Abstract

BACKGROUND: Depression effects at least 18% of patients with known coronary artery disease (CAD) and is associated with an increased risk of future cardiac events. There is a strong association between depression and cardiac mortality in patients with known heart disease and these symptoms are very common in patients with acute coronary syndrome (ACS). With the significant prevalence of depression in cardiac patients studies have shown that comprehensive cardiac rehabilitation (CR) programs resulted in beneficial effects on clinical symptomatology and clinical depression in these patients.

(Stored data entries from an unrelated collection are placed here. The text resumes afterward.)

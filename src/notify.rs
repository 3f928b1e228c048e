//! User-visible notices
//!
//! The coordinator and the playback engine report transitions of interest
//! through an injected [`NotificationSink`]. Presentation decides how a
//! notice is shown; this module only carries it.

use std::fmt;
use std::sync::{Mutex, PoisonError};

/// Severity of a notice
#[derive(Debug, Clone, Copy, PartialEq, Eq, Hash)]
pub enum NoticeLevel {
    Success,
    Info,
    Warning,
    Error,
}

impl fmt::Display for NoticeLevel {
    fn fmt(&self, f: &mut fmt::Formatter<'_>) -> fmt::Result {
        match self {
            NoticeLevel::Success => write!(f, "success"),
            NoticeLevel::Info => write!(f, "info"),
            NoticeLevel::Warning => write!(f, "warning"),
            NoticeLevel::Error => write!(f, "error"),
        }
    }
}

/// One human-readable notice
#[derive(Debug, Clone, PartialEq, Eq)]
pub struct Notice {
    pub level: NoticeLevel,
    pub message: String,
}

impl Notice {
    pub fn success(message: impl Into<String>) -> Self {
        Self {
            level: NoticeLevel::Success,
            message: message.into(),
        }
    }

    pub fn info(message: impl Into<String>) -> Self {
        Self {
            level: NoticeLevel::Info,
            message: message.into(),
        }
    }

    pub fn warning(message: impl Into<String>) -> Self {
        Self {
            level: NoticeLevel::Warning,
            message: message.into(),
        }
    }

    pub fn error(message: impl Into<String>) -> Self {
        Self {
            level: NoticeLevel::Error,
            message: message.into(),
        }
    }
}

impl fmt::Display for Notice {
    fn fmt(&self, f: &mut fmt::Formatter<'_>) -> fmt::Result {
        write!(f, "[{}] {}", self.level, self.message)
    }
}

/// Receiver of notices
pub trait NotificationSink: Send + Sync {
    fn notify(&self, notice: Notice);
}

/// Sink that forwards notices to `tracing`
#[derive(Debug, Default, Clone, Copy)]
pub struct TracingSink;

impl NotificationSink for TracingSink {
    fn notify(&self, notice: Notice) {
        match notice.level {
            NoticeLevel::Success | NoticeLevel::Info => {
                tracing::info!(kind = %notice.level, "{}", notice.message)
            }
            NoticeLevel::Warning => tracing::warn!("{}", notice.message),
            NoticeLevel::Error => tracing::error!("{}", notice.message),
        }
    }
}

/// Sink that keeps every notice in memory
#[derive(Debug, Default)]
pub struct RecordingSink {
    notices: Mutex<Vec<Notice>>,
}

impl RecordingSink {
    pub fn new() -> Self {
        Self::default()
    }

    /// Snapshot of all notices so far
    pub fn notices(&self) -> Vec<Notice> {
        self.notices
            .lock()
            .unwrap_or_else(PoisonError::into_inner)
            .clone()
    }

    /// Drain all notices
    pub fn take(&self) -> Vec<Notice> {
        std::mem::take(&mut *self.notices.lock().unwrap_or_else(PoisonError::into_inner))
    }

    /// Number of notices at the given level
    pub fn count(&self, level: NoticeLevel) -> usize {
        self.notices
            .lock()
            .unwrap_or_else(PoisonError::into_inner)
            .iter()
            .filter(|n| n.level == level)
            .count()
    }
}

impl NotificationSink for RecordingSink {
    fn notify(&self, notice: Notice) {
        tracing::debug!(%notice, "notice recorded");
        self.notices
            .lock()
            .unwrap_or_else(PoisonError::into_inner)
            .push(notice);
    }
}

HYPOTHESIS: The purpose of this study was to assess the improvement of depressive symptoms using PHQ-9 mood scale among younger patients (≤ 55 years of age) and older patients (≥ 70 years of age) enrolled in the CR program at the Cardiac Health Center (CHC) of New York Hospital Queens (NYHQ). METHODS: The study sample comprised of 237 participants who were enrolled and completed 36 sessions of CR at the CHC from 2007-2009. Depressive symptoms were assessed using the PHQ-9 prior to admission and upon completion of the CR program. Patients were categorized into two groups in relation to their age as younger patients (≤ 55 years of age) and older patients (≥70 years of age). RESULTS: Out of 237 patients, 91 patients are ≤55 years of age (38.4%), and 51 patients are ≥ 70 years of age (21.5%). Prior to the start of CR the mood scores of younger patients were 10.11 ± 6.33 and the older patients were 9.00 ± 3.34. After the completion of CR the mood scores of younger patients were 6.11 ± 7.18 and the older patients were 2.94 ± 3.99. Both groups showed significant improvement in their mood scores after CR. Younger patients Δ 4.00 ± 2.16 and elder patients Δ 6.06 ± 1.15. CONCLUSIONS: The results of the study confirm that CR improves depressive symptoms in both younger and older patients groups. Although both groups started with comparable mood scores, older patients showed significant improvement in mood scores compared to younger patients. Studies have shown improvement in exercise capacity in the elderly population after CR. Elderly patients need to be encouraged to participate in CR programs as improvements in depressive symptoms along with functional capacity after CR translate into a more productive and satisfying lifestyle and improved quality of life.